* **WORK TASK**: One figure is wanted here: how many lines in the entries hold the word "params".
--------
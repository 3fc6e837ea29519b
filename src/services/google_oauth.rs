// src/services/google_oauth.rs
use chrono::{Utc, Duration};
use jsonwebtoken::{encode, Algorithm, EncodingKey, Header};
use serde::{Deserialize, Serialize};
use reqwest::Client;
use anyhow::{Context, Result};
use log::debug;

pub const CLOUD_PLATFORM_SCOPE: &str = "https://www.googleapis.com/auth/cloud-platform";

const JWT_BEARER_GRANT: &str = "urn:ietf:params:oauth:grant-type:jwt-bearer";
// Google caps assertions at one hour.
const ASSERTION_LIFETIME_MINUTES: i64 = 59;

/// Credentials file downloaded for a service account.
#[derive(Debug, Clone, Serialize, Deserialize)]
pub struct ServiceAccountKey {
    pub r#type: String,
    pub project_id: String,
    pub private_key_id: String,
    pub private_key: String,
    pub client_email: String,
    pub client_id: String,
    pub auth_uri: String,
    pub token_uri: String,
    pub auth_provider_x509_cert_url: String,
    pub client_x509_cert_url: String,
}

impl ServiceAccountKey {
    pub fn from_file(path: &str) -> Result<Self> {
        let json_bytes = std::fs::read(path)?;
        Ok(serde_json::from_slice(&json_bytes)?)
    }
}

#[derive(Debug, Serialize, Deserialize)]
struct AssertionClaims {
    iss: String,
    scope: String,
    aud: String,
    exp: i64,
    iat: i64,
}

#[derive(Debug, Serialize)]
struct GrantRequest<'a> {
    grant_type: &'a str,
    assertion: &'a str,
}

#[derive(Debug, Deserialize)]
struct GrantResponse {
    access_token: String,
    #[serde(default)]
    expires_in: Option<i64>,
}

fn build_claims(key: &ServiceAccountKey, scope: &str) -> AssertionClaims {
    let issued = Utc::now();
    let expires = issued + Duration::minutes(ASSERTION_LIFETIME_MINUTES);
    AssertionClaims {
        iss: key.client_email.clone(),
        scope: scope.to_string(),
        aud: key.token_uri.clone(),
        exp: expires.timestamp(),
        iat: issued.timestamp(),
    }
}

/// RS256-signed assertion for `scope`, issued by the key's service account.
fn sign_assertion(key: &ServiceAccountKey, scope: &str) -> Result<String> {
    let encoding_key = EncodingKey::from_rsa_pem(key.private_key.as_bytes())
        .context("service account private key is not valid PEM")?;
    let assertion = encode(&Header::new(Algorithm::RS256), &build_claims(key, scope), &encoding_key)?;
    Ok(assertion)
}

/// Trades a signed assertion for an access token at the key's token endpoint.
pub async fn fetch_access_token(client: &Client, key: &ServiceAccountKey, scope: &str) -> Result<String> {
    let assertion = sign_assertion(key, scope)?;
    let grant = GrantRequest {
        grant_type: JWT_BEARER_GRANT,
        assertion: &assertion,
    };

    let token = client
        .post(&key.token_uri)
        .json(&grant)
        .send()
        .await?
        .error_for_status()?
        .json::<GrantResponse>()
        .await?;

    debug!("Obtained access token for {} (expires in {:?}s)", scope, token.expires_in);
    Ok(token.access_token)
}

#[cfg(test)]
mod tests {
    use super::*;

    fn key() -> ServiceAccountKey {
        ServiceAccountKey {
            r#type: "service_account".to_string(),
            project_id: "demo-project".to_string(),
            private_key_id: "abc".to_string(),
            private_key: "not-a-real-key".to_string(),
            client_email: "analyzer@demo-project.iam.gserviceaccount.com".to_string(),
            client_id: "123".to_string(),
            auth_uri: "https://accounts.google.com/o/oauth2/auth".to_string(),
            token_uri: "https://oauth2.googleapis.com/token".to_string(),
            auth_provider_x509_cert_url: "https://www.googleapis.com/oauth2/v1/certs".to_string(),
            client_x509_cert_url: "https://www.googleapis.com/robot/v1/metadata/x509/analyzer".to_string(),
        }
    }

    #[test]
    fn claims_target_token_endpoint() {
        let claims = build_claims(&key(), CLOUD_PLATFORM_SCOPE);
        assert_eq!(claims.iss, "analyzer@demo-project.iam.gserviceaccount.com");
        assert_eq!(claims.aud, "https://oauth2.googleapis.com/token");
        assert_eq!(claims.scope, CLOUD_PLATFORM_SCOPE);
        assert_eq!(claims.exp - claims.iat, ASSERTION_LIFETIME_MINUTES * 60);
    }

    #[tokio::test]
    async fn invalid_private_key_is_an_error() {
        assert!(sign_assertion(&key(), CLOUD_PLATFORM_SCOPE).is_err());
        let result = fetch_access_token(&Client::new(), &key(), CLOUD_PLATFORM_SCOPE).await;
        assert!(result.is_err());
    }

    #[test]
    fn grant_request_uses_jwt_bearer_type() {
        let grant = GrantRequest { grant_type: JWT_BEARER_GRANT, assertion: "signed" };
        let body = serde_json::to_value(&grant).unwrap();
        assert_eq!(body["grant_type"], "urn:ietf:params:oauth:grant-type:jwt-bearer");
        assert_eq!(body["assertion"], "signed");
    }

    #[test]
    fn missing_key_file_is_an_error() {
        assert!(ServiceAccountKey::from_file("/nonexistent/key.json").is_err());
    }
}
--------
* **ANSWER SECTION**: 2